Light filters down from above as an oceanic pulse engulfs a world of moss-covered wonders. This is the work of Hannah Waiters. Here, in a room somewhere at the geographic and temporal end of the world, there is a sense that the emerging Bay Area artist is bringing something newly dynamic to the San Francisco art scene.
It’s no surprise Waiters often incorporates natural elements into her work, given the expertise she developed working for several years in a geology lab. “I’ve always considered myself an artist though,” she points out. It was in 2020, after earning her MA in visual and critical studies and her MFA from California College of the Arts (CCA), that she says she “learned how to use art as a tool to survive.”
Her latest work, Reframing Double Consciousness: The Four Parts of the World, is a collaboration with artist Narges Poursadeqi, and it is here that the question of survival is most starkly illuminated. The immersive multimedia installation features over 60 distinct shelves of material assemblages as part of the ongoing / (slash gallery) exhibition Spirit & Flesh, curated by artist Sam Vernon to honor and celebrate the memory of fellow artist John Outerbridge, who passed away last year. What’s more, all of the objects in the piece were found in a tight radius around the gallery. The well-worn contents of the installation serve as a site-specific display of spiritual significance and public memory.
Reframing evokes the historical practice of curating a “curiosity cabinet,” meant to capture and display the marginalized creatures and wonders of the world from the comforts of home. In this imperial practice, European elite collected paintings and memorabilia which rendered unknown phenomena in Asia, the Americas, and Africa as mythical beasts, dividing philosophies and cultures.

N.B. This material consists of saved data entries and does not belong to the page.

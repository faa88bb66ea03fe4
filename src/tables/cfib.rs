use core::num::NonZeroUsize;

use alloc::vec::Vec;

use crate::{face::FaceId, name::Name};

use super::{
    fib::Fib,
    lru::{LruCache, LruError},
    FibEntry, RoutingTable,
};

#[derive(Clone, Debug, PartialEq, Eq, thiserror::Error)]
pub enum CfibError {
    #[error("entry {prefix} is in the table but not in its LRU cache")]
    CacheInvariantViolation { prefix: Name },
    #[error(transparent)]
    Lru(#[from] LruError),
}

// Routing table holding at most `capacity` entries.
// Inserting a new prefix into a full table erases the least recently used entry,
//  where both inserting and a successful lookup count as a use.
// The cache only tracks prefixes; the entries themselves live in the base table,
//  and the two always hold the same set of prefixes.
#[derive(Debug)]
pub struct Cfib<T = Fib> {
    base: T,
    cache: LruCache<Name, ()>,
}

impl<T: RoutingTable + Default> Cfib<T> {
    pub fn new(capacity: NonZeroUsize) -> Result<Self, CfibError> {
        Ok(Self {
            base: T::default(),
            cache: LruCache::new(capacity)?,
        })
    }
}

impl<T: RoutingTable> Cfib<T> {
    pub fn capacity(&self) -> NonZeroUsize {
        self.cache.capacity()
    }

    // Keeps the most recently used entries that still fit, in their current order,
    //  and erases the rest. Nothing changes if the new capacity cannot be allocated.
    pub fn set_capacity(&mut self, capacity: NonZeroUsize) -> Result<(), CfibError> {
        if capacity == self.capacity() {
            return Ok(());
        }
        let mut cache = LruCache::new(capacity)?;
        let prefixes: Vec<Name> = self.cache.iter().map(|(prefix, _)| prefix.clone()).collect();
        for prefix in prefixes.into_iter().rev() {
            if let Some((evicted, ())) = cache.put(prefix, ()) {
                tracing::debug!(prefix = %evicted, "erasing entry after capacity change");
                self.base.erase(&evicted);
            }
        }
        self.cache = cache;
        Ok(())
    }

    pub fn base(&self) -> &T {
        &self.base
    }

    // Prefixes from most to least recently used
    pub fn recency(&self) -> impl Iterator<Item = &Name> {
        self.cache.iter().map(|(prefix, _)| prefix)
    }

    pub fn checked_find_longest_prefix_match(
        &mut self,
        name: &Name,
    ) -> Result<Option<&FibEntry>, CfibError> {
        let Some(entry) = self.base.find_longest_prefix_match(name) else {
            return Ok(None);
        };
        if self.cache.get(entry.prefix()).is_none() {
            return Err(CfibError::CacheInvariantViolation {
                prefix: entry.prefix().clone(),
            });
        }
        Ok(Some(entry))
    }

    pub fn checked_find_exact_match(
        &mut self,
        prefix: &Name,
    ) -> Result<Option<&FibEntry>, CfibError> {
        let Some(entry) = self.base.find_exact_match(prefix) else {
            return Ok(None);
        };
        if self.cache.get(prefix).is_none() {
            return Err(CfibError::CacheInvariantViolation {
                prefix: prefix.clone(),
            });
        }
        Ok(Some(entry))
    }

    fn touch(&mut self, prefix: &Name) {
        if self.cache.get(prefix).is_none() {
            report(CfibError::CacheInvariantViolation {
                prefix: prefix.clone(),
            });
        }
    }
}

fn report(err: CfibError) {
    tracing::error!(%err, "routing table out of sync with its LRU cache");
    debug_assert!(false, "{}", err);
}

impl<T: RoutingTable> RoutingTable for Cfib<T> {
    fn insert(&mut self, prefix: &Name) -> (&mut FibEntry, bool) {
        if !self.base.contains(prefix) {
            if let Some((evicted, ())) = self.cache.put(prefix.clone(), ()) {
                tracing::debug!(prefix = %evicted, "erasing least recently used entry");
                self.base.erase(&evicted);
            }
        }
        self.base.insert(prefix)
    }

    fn find_longest_prefix_match(&mut self, name: &Name) -> Option<&FibEntry> {
        let entry = self.base.find_longest_prefix_match(name)?;
        if self.cache.get(entry.prefix()).is_none() {
            report(CfibError::CacheInvariantViolation {
                prefix: entry.prefix().clone(),
            });
        }
        Some(entry)
    }

    fn find_exact_match(&mut self, prefix: &Name) -> Option<&FibEntry> {
        if !self.base.contains(prefix) {
            return None;
        }
        self.touch(prefix);
        self.base.find_exact_match(prefix)
    }

    fn find_exact_match_mut(&mut self, prefix: &Name) -> Option<&mut FibEntry> {
        if !self.base.contains(prefix) {
            return None;
        }
        self.touch(prefix);
        self.base.find_exact_match_mut(prefix)
    }

    fn contains(&self, prefix: &Name) -> bool {
        let contains = self.base.contains(prefix);
        debug_assert_eq!(contains, self.cache.contains(prefix));
        contains
    }

    fn erase(&mut self, prefix: &Name) -> bool {
        self.cache.remove(prefix);
        self.base.erase(prefix)
    }

    fn remove_face(&mut self, face: FaceId) -> Vec<Name> {
        let erased = self.base.remove_face(face);
        for prefix in erased.iter() {
            self.cache.remove(prefix);
        }
        erased
    }

    fn len(&self) -> usize {
        let len = self.base.len();
        debug_assert_eq!(len, self.cache.len());
        len
    }
}
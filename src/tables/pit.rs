use alloc::vec::Vec;

use crate::{
    face::{Face, FaceId},
    flags::{PathPin, SearchBudget},
    name::Name,
    timestamp::Timestamp,
};

use super::PendingRequest;

#[derive(Copy, Clone, Debug, PartialEq, Eq)]
pub struct FaceRecord {
    pub face: Face,
    pub expiry: Timestamp,
}

// Reference PIT entry.
// In-records are the downstream faces waiting for data, out-records the upstream
//  faces the request has been sent to. A face has at most one record of each kind.
#[derive(Clone, Debug)]
pub struct PitEntry {
    name: Name,
    in_records: Vec<FaceRecord>,
    out_records: Vec<FaceRecord>,
    search_budget: SearchBudget,
    path_pin: PathPin,
}

impl PitEntry {
    // A request without a budget of its own may be searched for without limit
    pub fn new(name: Name, search_budget: Option<SearchBudget>, path_pin: PathPin) -> Self {
        Self {
            name,
            in_records: Vec::new(),
            out_records: Vec::new(),
            search_budget: search_budget.unwrap_or_default(),
            path_pin,
        }
    }

    pub fn in_records(&self) -> &[FaceRecord] {
        &self.in_records
    }

    pub fn out_records(&self) -> &[FaceRecord] {
        &self.out_records
    }

    pub fn insert_or_update_in_record(&mut self, face: Face, expiry: Timestamp) {
        Self::insert_or_update(&mut self.in_records, face, expiry)
    }

    pub fn insert_or_update_out_record(&mut self, face: Face, expiry: Timestamp) {
        Self::insert_or_update(&mut self.out_records, face, expiry)
    }

    pub fn delete_in_record(&mut self, face: FaceId) {
        self.in_records.retain(|r| r.face.id != face)
    }

    pub fn delete_out_record(&mut self, face: FaceId) {
        self.out_records.retain(|r| r.face.id != face)
    }

    fn insert_or_update(records: &mut Vec<FaceRecord>, face: Face, expiry: Timestamp) {
        match records.iter_mut().find(|r| r.face.id == face.id) {
            Some(record) => record.expiry = expiry,
            None => records.push(FaceRecord { face, expiry }),
        }
    }

    fn has_first_component(&self, component: &[u8]) -> bool {
        self.name
            .components()
            .first()
            .is_some_and(|c| c.is_generic() && &*c.bytes == component)
    }
}

impl PendingRequest for PitEntry {
    fn name(&self) -> &Name {
        &self.name
    }

    fn search_budget(&self) -> SearchBudget {
        self.search_budget
    }

    fn search_budget_mut(&mut self) -> &mut SearchBudget {
        &mut self.search_budget
    }

    fn path_pin(&self) -> PathPin {
        self.path_pin
    }

    fn path_pin_mut(&mut self) -> &mut PathPin {
        &mut self.path_pin
    }

    // /localhost never leaves the node.
    // /localhop goes at most one hop, so it may only go out to a non-local face
    //  when it came in from a local one.
    fn violates_scope(&self, face: &Face) -> bool {
        if face.is_local() {
            return false;
        }
        if self.has_first_component(b"localhost") {
            return true;
        }
        self.has_first_component(b"localhop") && !self.in_records.iter().any(|r| r.face.is_local())
    }

    fn can_forward_to(&self, face: &Face, now: Timestamp) -> bool {
        let has_pending_out_record = self
            .out_records
            .iter()
            .any(|r| r.face.id == face.id && r.expiry >= now);
        if has_pending_out_record {
            return false;
        }

        let has_other_in_record = self
            .in_records
            .iter()
            .any(|r| r.face.id != face.id && r.expiry >= now);
        if !has_other_in_record {
            return false;
        }

        !self.violates_scope(face)
    }

    fn out_record_expiry(&self, face: FaceId) -> Option<Timestamp> {
        self.out_records
            .iter()
            .find(|r| r.face.id == face)
            .map(|r| r.expiry)
    }
}
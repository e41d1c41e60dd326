pub mod app_controller;
pub mod directory;
pub mod feed_controller;
pub mod friends_controller;
pub mod profile_controller;
pub mod search;

// Re-export key types and functions
pub use app_controller::{start_app, App, View};
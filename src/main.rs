use anyhow::Result;

use feedtui::cli::Flags;
use feedtui::controllers::start_app;
use feedtui::models::Session;

fn main() -> Result<()> {
    let flags = Flags::from_args();

    let session = Session::load(flags.fixture.as_deref())?;
    start_app(session)?;

    Ok(())
}
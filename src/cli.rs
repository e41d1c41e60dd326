use std::path::PathBuf;

use clap::Parser;

#[derive(Parser, Debug, Default)]
#[command(
    about = concat!(env!("CARGO_CRATE_NAME"), " - minimalistic social feed client"),
)]
pub struct Flags {
    /// load session fixtures from a JSON file instead of the built-in seed
    #[arg(short, long, value_name = "FILE")]
    pub fixture: Option<PathBuf>,
}

impl Flags {
    /// Parse from `std::env::args_os()`, exit on error.
    // Wraps `clap::Parser` logic without direct trait imports
    pub fn from_args() -> Self {
        Self::parse()
    }
}
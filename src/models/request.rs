use chrono::{DateTime, Utc};
use serde::{Deserialize, Serialize};

use crate::models::User;

/// A pending invitation. Requests only ever come from seed data; they end
/// their life through accept (friend edge created) or reject (dropped).
#[derive(Serialize, Deserialize, Debug, Clone, PartialEq, Eq)]
pub struct FriendRequest {
    pub id: String,
    pub from: User,
    pub timestamp: DateTime<Utc>,
}
#[cfg(test)]
mod tests {
    use super::*;

    fn app() -> App {
        App::new(Session::seed())
    }

    #[test]
    fn back_to_feed_clears_the_search_query() {
        let mut app = app();
        app.set_search_query("design".to_string());
        app.navigate_to(View::Friends);
        app.back_to_feed();
        assert_eq!(app.view, View::Feed);
        assert_eq!(app.search_query, "");
    }

    #[test]
    fn typing_a_live_query_lands_on_the_feed() {
        let mut app = app();
        app.navigate_to(View::Profile("u1".to_string()));
        app.handle_key(KeyCode::Char('/'));
        app.handle_key(KeyCode::Char('d'));
        assert_eq!(app.view, View::Feed);
        assert_eq!(app.search_query, "d");
        app.handle_key(KeyCode::Esc);
        assert_eq!(app.input_mode, InputMode::Normal);
    }

    #[test]
    fn feed_search_narrows_the_visible_posts() {
        let mut app = app();
        app.set_search_query("design".to_string());
        app.refresh();
        assert_eq!(app.feed.items.len(), 1);
        assert_eq!(app.feed.items[0].id, "2");
    }

    #[test]
    fn friends_search_stays_on_the_friends_view() {
        let mut app = app();
        app.navigate_to(View::Friends);
        app.handle_key(KeyCode::Char('/'));
        app.handle_key(KeyCode::Char('z'));
        assert_eq!(app.view, View::Friends);
        assert_eq!(app.friends_query, "z");
        assert_eq!(app.search_query, "");
    }

    #[test]
    fn like_key_toggles_the_selected_post() {
        let mut app = app();
        app.handle_key(KeyCode::Char('l'));
        assert_eq!(app.session.posts[0].likes, 43);
        assert!(app.session.posts[0].liked_by_user);
        app.handle_key(KeyCode::Char('l'));
        assert_eq!(app.session.posts[0].likes, 42);
    }

    #[test]
    fn digit_keys_like_the_nth_comment() {
        let mut app = app();
        app.handle_key(KeyCode::Char('1'));
        assert_eq!(app.session.posts[0].comments[0].likes, 6);
        // no ninth comment, nothing happens
        app.handle_key(KeyCode::Char('9'));
        assert_eq!(app.session.posts[0].comments[0].likes, 6);
    }

    #[test]
    fn delete_only_works_on_own_posts() {
        let mut app = app();
        app.handle_key(KeyCode::Char('d'));
        assert_eq!(app.session.posts.len(), 3);

        feed_controller::create_post(
            &mut app.session,
            "mine".to_string(),
            Vec::new(),
            Vec::new(),
        );
        app.refresh();
        app.feed.first();
        app.handle_key(KeyCode::Char('d'));
        assert_eq!(app.session.posts.len(), 3);
        assert!(app.session.posts.iter().all(|p| p.content != "mine"));
    }

    #[test]
    fn friends_view_accepts_the_selected_invite() {
        let mut app = app();
        app.handle_key(KeyCode::Char('f'));
        assert_eq!(app.view, View::Friends);
        app.refresh();
        app.handle_key(KeyCode::Char('a'));
        assert!(app.session.friends.iter().any(|f| f.id == "u5"));
        assert_eq!(app.session.friend_requests.len(), 1);
    }

    #[test]
    fn friends_view_rejects_without_creating_an_edge() {
        let mut app = app();
        app.navigate_to(View::Friends);
        app.refresh();
        app.handle_key(KeyCode::Char('x'));
        assert!(app.session.friends.is_empty());
        assert_eq!(app.session.friend_requests.len(), 1);
    }

    #[test]
    fn people_search_can_add_a_friend() {
        let mut app = app();
        app.navigate_to(View::Friends);
        app.friends_query = "anna".to_string();
        app.refresh();
        // rows: fr1, fr2, then the match for Anna
        app.friends_rows.last();
        app.handle_key(KeyCode::Char('f'));
        assert!(app.session.friends.iter().any(|f| f.id == "u1"));
    }

    #[test]
    fn enter_opens_the_selected_authors_profile() {
        let mut app = app();
        app.handle_key(KeyCode::Enter);
        assert_eq!(app.view, View::Profile("u1".to_string()));
        app.refresh();
        assert_eq!(app.profile_posts.items.len(), 1);
        assert_eq!(app.profile_posts.items[0].id, "1");
    }

    #[test]
    fn unresolvable_profile_keeps_state_untouched() {
        let mut app = app();
        app.navigate_to(View::Profile("ghost".to_string()));
        let before = app.session.clone();
        app.refresh();
        assert!(app.profile_posts.items.is_empty());
        assert_eq!(app.session, before);
    }

    #[test]
    fn error_pages_only_lead_back_to_the_feed() {
        let mut app = app();
        app.set_search_query("design".to_string());
        app.navigate_to(View::NotFound);
        app.handle_key(KeyCode::Char('z'));
        assert_eq!(app.view, View::NotFound);
        app.handle_key(KeyCode::Esc);
        assert_eq!(app.view, View::Feed);
        assert_eq!(app.search_query, "");
    }

    #[test]
    fn quit_key_ends_the_loop() {
        let mut app = app();
        assert_eq!(app.handle_key(KeyCode::Char('q')), Outcome::Quit);
    }

    #[test]
    fn compose_keys_request_an_editor_round_trip() {
        let mut app = app();
        assert_eq!(
            app.handle_key(KeyCode::Char('n')),
            Outcome::Compose(Compose::NewPost)
        );
        assert_eq!(
            app.handle_key(KeyCode::Char('c')),
            Outcome::Compose(Compose::Comment {
                post_id: "1".to_string()
            })
        );
    }

    #[test]
    fn composed_edits_preserve_existing_media() {
        let mut app = app();
        apply_compose(
            &mut app,
            &Compose::EditPost {
                post_id: "2".to_string(),
            },
            "poprawione\n".to_string(),
        );
        let post = app.session.posts.iter().find(|p| p.id == "2").unwrap();
        assert_eq!(post.content, "poprawione");
        assert!(post.images.is_some());
        assert!(post.files.is_some());
    }

    #[test]
    fn a_blank_edit_of_a_text_only_post_is_abandoned() {
        let mut app = app();
        apply_compose(
            &mut app,
            &Compose::EditPost {
                post_id: "3".to_string(),
            },
            "   \n".to_string(),
        );
        let post = app.session.posts.iter().find(|p| p.id == "3").unwrap();
        assert!(post.content.starts_with("Dzisiaj na konferencji"));
    }

    #[test]
    fn a_malformed_profile_form_changes_nothing() {
        let mut app = app();
        let before = app.session.current_user.clone();
        apply_compose(&mut app, &Compose::Profile, "not json".to_string());
        assert_eq!(app.session.current_user, before);
    }
}
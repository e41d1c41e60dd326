use crate::models::{Post, User};

/// Case-insensitive substring filter over content, author name and author
/// title. A blank query is the identity; relative order is preserved.
pub fn filter_posts(posts: &[Post], query: &str) -> Vec<Post> {
    if query.trim().is_empty() {
        return posts.to_vec();
    }
    let needle = query.trim().to_lowercase();
    posts
        .iter()
        .filter(|post| {
            post.content.to_lowercase().contains(&needle)
                || matches_user(&post.user, &needle)
        })
        .cloned()
        .collect()
}

/// Filter the friends list by name or title; blank query keeps everyone.
pub fn filter_friends(friends: &[User], query: &str) -> Vec<User> {
    if query.trim().is_empty() {
        return friends.to_vec();
    }
    let needle = query.trim().to_lowercase();
    friends
        .iter()
        .filter(|friend| matches_user(friend, &needle))
        .cloned()
        .collect()
}

/// People search: never lists the signed-in user and shows nothing until
/// something is typed.
pub fn filter_users(users: &[User], query: &str, current_user_id: &str) -> Vec<User> {
    if query.trim().is_empty() {
        return Vec::new();
    }
    let needle = query.trim().to_lowercase();
    users
        .iter()
        .filter(|user| user.id != current_user_id && matches_user(user, &needle))
        .cloned()
        .collect()
}

fn matches_user(user: &User, needle: &str) -> bool {
    user.name.to_lowercase().contains(needle)
        || user
            .title
            .as_deref()
            .is_some_and(|title| title.to_lowercase().contains(needle))
}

Waiters and Poursadeqi turn the imperial gaze on its head. “We were experimentally modeling and abstracting this framework,” Waiters explains, “to reframe the outdated colonial concept of four racialized parts of the world through W.E.B. DuBois’ theory of double consciousness. Specifically, how we think about racialized time and space, and its reality to the Black body and in conditions of Blackness. To ask what that means. It’s thinking, how can we shift these ways that we perceive oneself?”